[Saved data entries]
################

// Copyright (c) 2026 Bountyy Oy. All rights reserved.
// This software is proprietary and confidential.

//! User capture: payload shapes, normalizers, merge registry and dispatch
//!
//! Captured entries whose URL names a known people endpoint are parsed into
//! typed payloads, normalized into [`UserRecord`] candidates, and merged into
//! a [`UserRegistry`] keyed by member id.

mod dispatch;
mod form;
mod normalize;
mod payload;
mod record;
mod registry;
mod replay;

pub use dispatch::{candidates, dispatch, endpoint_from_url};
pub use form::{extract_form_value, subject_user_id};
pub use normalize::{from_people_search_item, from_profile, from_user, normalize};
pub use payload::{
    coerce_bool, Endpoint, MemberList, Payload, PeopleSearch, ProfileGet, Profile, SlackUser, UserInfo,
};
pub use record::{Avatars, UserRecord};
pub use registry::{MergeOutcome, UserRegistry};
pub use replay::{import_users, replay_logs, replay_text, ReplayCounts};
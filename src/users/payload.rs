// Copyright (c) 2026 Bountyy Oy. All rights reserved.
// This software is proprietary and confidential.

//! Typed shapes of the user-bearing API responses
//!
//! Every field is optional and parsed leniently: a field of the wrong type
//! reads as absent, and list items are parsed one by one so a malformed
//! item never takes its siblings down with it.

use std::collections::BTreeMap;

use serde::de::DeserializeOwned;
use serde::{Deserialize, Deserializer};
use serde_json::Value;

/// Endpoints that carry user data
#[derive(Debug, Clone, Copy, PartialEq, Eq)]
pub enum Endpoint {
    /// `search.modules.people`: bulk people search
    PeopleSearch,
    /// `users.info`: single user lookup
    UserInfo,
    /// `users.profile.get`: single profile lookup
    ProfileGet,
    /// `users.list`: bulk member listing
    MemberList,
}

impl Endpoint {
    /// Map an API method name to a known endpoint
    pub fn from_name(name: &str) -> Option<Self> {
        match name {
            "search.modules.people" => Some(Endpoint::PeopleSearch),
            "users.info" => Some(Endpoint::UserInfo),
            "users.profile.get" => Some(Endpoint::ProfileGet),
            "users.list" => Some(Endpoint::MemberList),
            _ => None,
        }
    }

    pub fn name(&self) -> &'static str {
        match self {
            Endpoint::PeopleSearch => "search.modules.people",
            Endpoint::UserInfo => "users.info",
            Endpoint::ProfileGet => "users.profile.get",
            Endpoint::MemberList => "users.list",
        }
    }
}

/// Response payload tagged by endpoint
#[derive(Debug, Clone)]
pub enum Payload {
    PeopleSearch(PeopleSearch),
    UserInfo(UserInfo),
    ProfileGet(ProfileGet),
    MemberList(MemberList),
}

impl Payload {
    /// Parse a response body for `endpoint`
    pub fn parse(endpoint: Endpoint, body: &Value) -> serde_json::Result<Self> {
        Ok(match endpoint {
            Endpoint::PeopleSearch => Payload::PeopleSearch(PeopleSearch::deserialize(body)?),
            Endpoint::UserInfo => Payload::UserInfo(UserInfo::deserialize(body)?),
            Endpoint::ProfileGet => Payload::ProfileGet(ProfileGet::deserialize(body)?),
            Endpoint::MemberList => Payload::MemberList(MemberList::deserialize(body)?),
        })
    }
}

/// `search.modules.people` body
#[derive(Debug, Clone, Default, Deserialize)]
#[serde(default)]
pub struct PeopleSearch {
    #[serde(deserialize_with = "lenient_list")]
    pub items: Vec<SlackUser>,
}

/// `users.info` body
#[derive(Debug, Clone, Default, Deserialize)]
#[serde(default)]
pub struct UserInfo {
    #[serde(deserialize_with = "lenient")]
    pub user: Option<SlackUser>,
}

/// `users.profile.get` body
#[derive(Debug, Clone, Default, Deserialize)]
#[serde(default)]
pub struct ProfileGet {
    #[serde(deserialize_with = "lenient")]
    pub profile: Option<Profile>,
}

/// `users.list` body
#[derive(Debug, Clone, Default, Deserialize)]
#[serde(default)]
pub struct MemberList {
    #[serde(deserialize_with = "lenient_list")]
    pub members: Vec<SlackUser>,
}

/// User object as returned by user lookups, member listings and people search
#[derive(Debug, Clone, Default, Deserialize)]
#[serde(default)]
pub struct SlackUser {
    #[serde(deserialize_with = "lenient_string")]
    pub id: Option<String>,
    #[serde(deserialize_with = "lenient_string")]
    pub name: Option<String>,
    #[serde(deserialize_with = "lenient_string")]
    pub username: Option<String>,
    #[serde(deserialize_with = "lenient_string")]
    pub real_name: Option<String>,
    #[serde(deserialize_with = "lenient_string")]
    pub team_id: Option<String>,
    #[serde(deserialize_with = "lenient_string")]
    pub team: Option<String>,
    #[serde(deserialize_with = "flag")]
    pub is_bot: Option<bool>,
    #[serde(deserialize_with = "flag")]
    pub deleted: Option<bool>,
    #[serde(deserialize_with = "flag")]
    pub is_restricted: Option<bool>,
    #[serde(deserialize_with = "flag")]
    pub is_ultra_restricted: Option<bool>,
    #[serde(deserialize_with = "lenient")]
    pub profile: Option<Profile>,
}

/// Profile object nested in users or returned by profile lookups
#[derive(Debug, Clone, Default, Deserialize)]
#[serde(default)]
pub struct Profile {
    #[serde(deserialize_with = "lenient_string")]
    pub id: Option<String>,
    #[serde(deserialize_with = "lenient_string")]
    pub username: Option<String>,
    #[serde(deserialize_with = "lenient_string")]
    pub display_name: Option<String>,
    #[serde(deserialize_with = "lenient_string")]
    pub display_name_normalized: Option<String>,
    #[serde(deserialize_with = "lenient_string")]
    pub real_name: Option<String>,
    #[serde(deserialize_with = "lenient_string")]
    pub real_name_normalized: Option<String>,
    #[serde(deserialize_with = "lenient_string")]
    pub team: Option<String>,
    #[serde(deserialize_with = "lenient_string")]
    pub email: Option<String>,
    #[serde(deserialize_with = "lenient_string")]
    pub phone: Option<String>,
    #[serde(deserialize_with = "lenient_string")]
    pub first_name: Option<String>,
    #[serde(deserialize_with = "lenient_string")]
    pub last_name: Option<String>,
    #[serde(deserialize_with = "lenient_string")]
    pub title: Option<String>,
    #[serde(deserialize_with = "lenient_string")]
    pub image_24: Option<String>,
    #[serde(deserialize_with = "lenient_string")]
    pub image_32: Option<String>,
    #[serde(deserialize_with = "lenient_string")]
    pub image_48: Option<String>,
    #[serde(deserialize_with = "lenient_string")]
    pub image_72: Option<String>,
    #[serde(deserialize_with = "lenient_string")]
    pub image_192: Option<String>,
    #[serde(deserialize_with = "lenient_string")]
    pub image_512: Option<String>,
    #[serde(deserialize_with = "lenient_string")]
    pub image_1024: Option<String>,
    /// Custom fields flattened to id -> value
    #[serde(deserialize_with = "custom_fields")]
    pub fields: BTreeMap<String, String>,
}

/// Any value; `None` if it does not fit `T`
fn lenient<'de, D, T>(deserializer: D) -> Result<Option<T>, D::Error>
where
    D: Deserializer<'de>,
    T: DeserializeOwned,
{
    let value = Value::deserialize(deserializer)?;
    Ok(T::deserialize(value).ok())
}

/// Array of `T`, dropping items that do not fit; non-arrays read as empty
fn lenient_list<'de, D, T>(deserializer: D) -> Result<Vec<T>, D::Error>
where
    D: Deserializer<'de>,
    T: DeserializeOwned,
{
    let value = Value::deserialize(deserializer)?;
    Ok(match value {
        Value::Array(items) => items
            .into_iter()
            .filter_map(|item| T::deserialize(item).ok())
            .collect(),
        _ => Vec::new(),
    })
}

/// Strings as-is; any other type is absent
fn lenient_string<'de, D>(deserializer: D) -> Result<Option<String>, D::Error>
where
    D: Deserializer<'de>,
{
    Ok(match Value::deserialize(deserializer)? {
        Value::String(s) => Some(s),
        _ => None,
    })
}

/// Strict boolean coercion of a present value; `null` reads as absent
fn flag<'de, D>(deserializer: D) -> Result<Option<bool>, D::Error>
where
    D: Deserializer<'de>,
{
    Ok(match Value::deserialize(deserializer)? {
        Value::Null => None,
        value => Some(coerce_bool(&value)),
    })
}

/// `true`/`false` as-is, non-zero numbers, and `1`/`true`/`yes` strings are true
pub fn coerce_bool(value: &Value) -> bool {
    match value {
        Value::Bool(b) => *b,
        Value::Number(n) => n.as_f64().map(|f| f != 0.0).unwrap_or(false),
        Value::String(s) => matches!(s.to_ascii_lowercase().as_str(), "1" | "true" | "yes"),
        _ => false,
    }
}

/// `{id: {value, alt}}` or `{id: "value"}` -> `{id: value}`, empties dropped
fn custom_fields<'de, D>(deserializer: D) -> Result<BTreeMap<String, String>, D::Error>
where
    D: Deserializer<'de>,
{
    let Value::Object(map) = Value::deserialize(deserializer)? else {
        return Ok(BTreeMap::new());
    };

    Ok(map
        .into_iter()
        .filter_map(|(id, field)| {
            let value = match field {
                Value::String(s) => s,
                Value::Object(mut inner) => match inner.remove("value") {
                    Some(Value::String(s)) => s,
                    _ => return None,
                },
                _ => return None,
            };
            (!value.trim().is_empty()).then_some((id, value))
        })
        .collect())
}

################

YOUR TASK:
In how many lines of the records does the string "UserInfo" occur? Answer with the number alone.

EXPECTED ANSWER:
7